Internet cara trava digitalização da sociedade portuguesa

Portugal ainda é dos países europeus onde mais não usam a Internet

Um relatório da União Europeia sobre a digitalização da sociedade e da economia critica os preços altos da banda larga em Portugal. Este é um dos obstáculos que levam o país a ficar abaixo da média comunitária no Índice de Digitalidade da Economia e da Sociedade.

O documento diz que é preciso um esforço suplementar para que a banda larga rápida e ultrarrápida chegue a todas as famílias, sendo que o problema não é tanto a implantação desta no território nacional, mas os preços que "continuam a ser um desafio".

Os custos do uso da Internet no telemóvel até desceram no último ano em Portugal (de 29,8 para 25,7 euros), mas continuamos acima da média europeia (22,3 euros), sendo o oitavo país, em 28, com preços mais elevados.

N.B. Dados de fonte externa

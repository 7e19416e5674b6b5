//! Output mode routing logic.

/// Output mode determines how results are formatted.
#[derive(Debug, Clone, Copy, PartialEq, Eq, Default)]
pub enum OutputMode {
    /// Machine-readable JSON output only
    Json,
    /// Plain text, stable for logs and scripts
    #[default]
    Plain,
    /// Human-friendly with colors and tables (TTY only)
    Pretty,
}

impl OutputMode {
    /// Resolve output mode from flags and environment.
    ///
    /// Routing rules:
    /// 1. `--json` overrides everything
    /// 2. `TERM=dumb` forces plain
    /// 3. Pretty only when stdout is a TTY
    pub fn resolve(json_flag: bool, is_tty: bool, term_is_dumb: bool) -> Self {
        if json_flag {
            return Self::Json;
        }
        if term_is_dumb {
            return Self::Plain;
        }
        if is_tty {
            Self::Pretty
        } else {
            Self::Plain
        }
    }

    pub fn is_json(&self) -> bool {
        matches!(self, Self::Json)
    }

    pub fn is_pretty(&self) -> bool {
        matches!(self, Self::Pretty)
    }
}

#[cfg(test)]
mod tests {
    use super::*;

    #[test]
    fn test_json_exclusive() {
        let mode = OutputMode::resolve(true, true, true);
        assert_eq!(mode, OutputMode::Json);
    }

    #[test]
    fn test_term_dumb_forces_plain() {
        let mode = OutputMode::resolve(false, true, true);
        assert_eq!(mode, OutputMode::Plain);
    }

    #[test]
    fn test_tty_gets_pretty() {
        let mode = OutputMode::resolve(false, true, false);
        assert_eq!(mode, OutputMode::Pretty);
    }

    #[test]
    fn test_non_tty_gets_plain() {
        let mode = OutputMode::resolve(false, false, false);
        assert_eq!(mode, OutputMode::Plain);
    }
}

"Apesar de uma melhoria do índice de preços da banda larga em 2018, Portugal continua a ocupar o 21.º lugar. No entanto, é de notar que os pacotes convergentes (ou seja, incluindo a Internet fixa e móvel e serviços de voz) são o método mais representativo utilizado pelos operadores para vender serviços de comunicações eletrónicas em Portugal".

Demasiados não usam a Internet

Globalmente, Portugal ocupa o 19º lugar entre os 28 Estados-Membros da UE no Índice de Digitalidade da Economia e da Sociedade da Comissão Europeia de 2019.

A melhoria mais significativa tem acontecido nos serviços públicos digitais (área onde Portugal tem o seu melhor desempenho).

O país tem, contudo, "um fraco desempenho nas dimensões de capital humano". O relatório defende que há, em Portugal, "défices de competências digitais que continuam" a prejudicar a sociedade e a economia portuguesa.

A maioria já usa a Internet com frequência, mas muitos continuam excluídos: 29% não a usa regularmente e há mesmo 23% que nunca a usaram, números bem mais altos que a média da União Europeia (respetivamente, 17% e 11%).